YOUR TASK: Look in the material below for the line with "keys.sort();" and the line with "filename crates/tasklane-core/src/trigger/idempotency.rs", then set down exactly those two lines and all lines between, nothing more.

------------------------------------------------------------

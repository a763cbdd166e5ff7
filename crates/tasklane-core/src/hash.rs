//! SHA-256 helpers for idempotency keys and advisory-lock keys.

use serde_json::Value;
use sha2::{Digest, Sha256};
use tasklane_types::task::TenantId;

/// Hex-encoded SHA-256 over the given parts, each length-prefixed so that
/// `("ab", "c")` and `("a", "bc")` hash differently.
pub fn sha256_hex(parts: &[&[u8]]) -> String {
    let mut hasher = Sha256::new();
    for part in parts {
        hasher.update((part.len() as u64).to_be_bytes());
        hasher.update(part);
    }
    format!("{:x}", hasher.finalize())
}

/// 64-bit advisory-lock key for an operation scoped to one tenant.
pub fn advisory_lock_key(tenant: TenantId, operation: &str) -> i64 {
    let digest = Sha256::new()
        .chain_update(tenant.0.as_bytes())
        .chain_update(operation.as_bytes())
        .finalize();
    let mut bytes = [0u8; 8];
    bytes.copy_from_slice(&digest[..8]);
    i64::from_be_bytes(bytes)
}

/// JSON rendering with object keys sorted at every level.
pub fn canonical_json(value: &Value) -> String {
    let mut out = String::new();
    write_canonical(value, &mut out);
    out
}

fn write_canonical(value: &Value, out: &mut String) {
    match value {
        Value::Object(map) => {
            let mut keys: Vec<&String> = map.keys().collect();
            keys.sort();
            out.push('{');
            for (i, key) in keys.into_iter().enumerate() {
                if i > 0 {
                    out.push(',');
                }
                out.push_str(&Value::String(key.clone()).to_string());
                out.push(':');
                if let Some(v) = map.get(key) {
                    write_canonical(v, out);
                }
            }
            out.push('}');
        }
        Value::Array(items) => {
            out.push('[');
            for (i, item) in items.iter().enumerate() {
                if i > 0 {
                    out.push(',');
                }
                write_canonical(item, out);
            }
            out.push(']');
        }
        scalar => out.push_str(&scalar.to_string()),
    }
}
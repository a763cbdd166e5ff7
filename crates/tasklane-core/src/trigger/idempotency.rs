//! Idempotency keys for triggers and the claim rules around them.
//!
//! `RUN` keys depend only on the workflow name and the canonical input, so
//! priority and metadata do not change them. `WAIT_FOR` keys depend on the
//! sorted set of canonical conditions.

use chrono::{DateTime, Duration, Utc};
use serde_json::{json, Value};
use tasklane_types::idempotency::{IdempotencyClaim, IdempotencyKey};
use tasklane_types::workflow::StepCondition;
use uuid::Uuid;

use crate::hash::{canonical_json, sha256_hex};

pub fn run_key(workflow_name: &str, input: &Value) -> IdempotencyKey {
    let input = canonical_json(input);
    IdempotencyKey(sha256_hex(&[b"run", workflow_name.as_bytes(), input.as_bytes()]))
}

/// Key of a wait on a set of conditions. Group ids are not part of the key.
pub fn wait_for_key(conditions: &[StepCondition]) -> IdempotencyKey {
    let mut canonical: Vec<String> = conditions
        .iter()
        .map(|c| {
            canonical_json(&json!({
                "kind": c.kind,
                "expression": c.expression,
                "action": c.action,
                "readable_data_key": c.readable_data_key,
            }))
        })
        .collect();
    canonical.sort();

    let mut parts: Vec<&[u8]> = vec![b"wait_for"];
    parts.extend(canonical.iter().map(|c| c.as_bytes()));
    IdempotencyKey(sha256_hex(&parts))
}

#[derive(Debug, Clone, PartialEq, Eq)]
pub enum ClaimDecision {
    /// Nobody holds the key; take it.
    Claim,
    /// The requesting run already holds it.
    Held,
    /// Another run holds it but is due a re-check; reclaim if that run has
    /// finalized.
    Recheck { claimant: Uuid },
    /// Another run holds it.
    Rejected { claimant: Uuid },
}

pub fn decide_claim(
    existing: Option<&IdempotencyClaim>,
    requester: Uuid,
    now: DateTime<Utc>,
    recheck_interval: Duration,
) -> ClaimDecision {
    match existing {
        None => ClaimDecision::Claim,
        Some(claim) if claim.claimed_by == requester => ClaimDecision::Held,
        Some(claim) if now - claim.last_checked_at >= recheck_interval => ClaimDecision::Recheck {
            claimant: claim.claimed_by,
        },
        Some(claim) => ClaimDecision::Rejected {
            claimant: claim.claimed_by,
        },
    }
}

------------------------------------------------------------

RESPONSE:
            keys.sort();
            out.push('{');
            for (i, key) in keys.into_iter().enumerate() {
                if i > 0 {
                    out.push(',');
                }
                out.push_str(&Value::String(key.clone()).to_string());
                out.push(':');
                if let Some(v) = map.get(key) {
                    write_canonical(v, out);
                }
            }
            out.push('}');
        }
        Value::Array(items) => {
            out.push('[');
            for (i, item) in items.iter().enumerate() {
                if i > 0 {
                    out.push(',');
                }
                write_canonical(item, out);
            }
            out.push(']');
        }
        scalar => out.push_str(&scalar.to_string()),
    }
}
repository a763cbdd166e5ff7
filename crates/tasklane-core/src/trigger/idempotency.rs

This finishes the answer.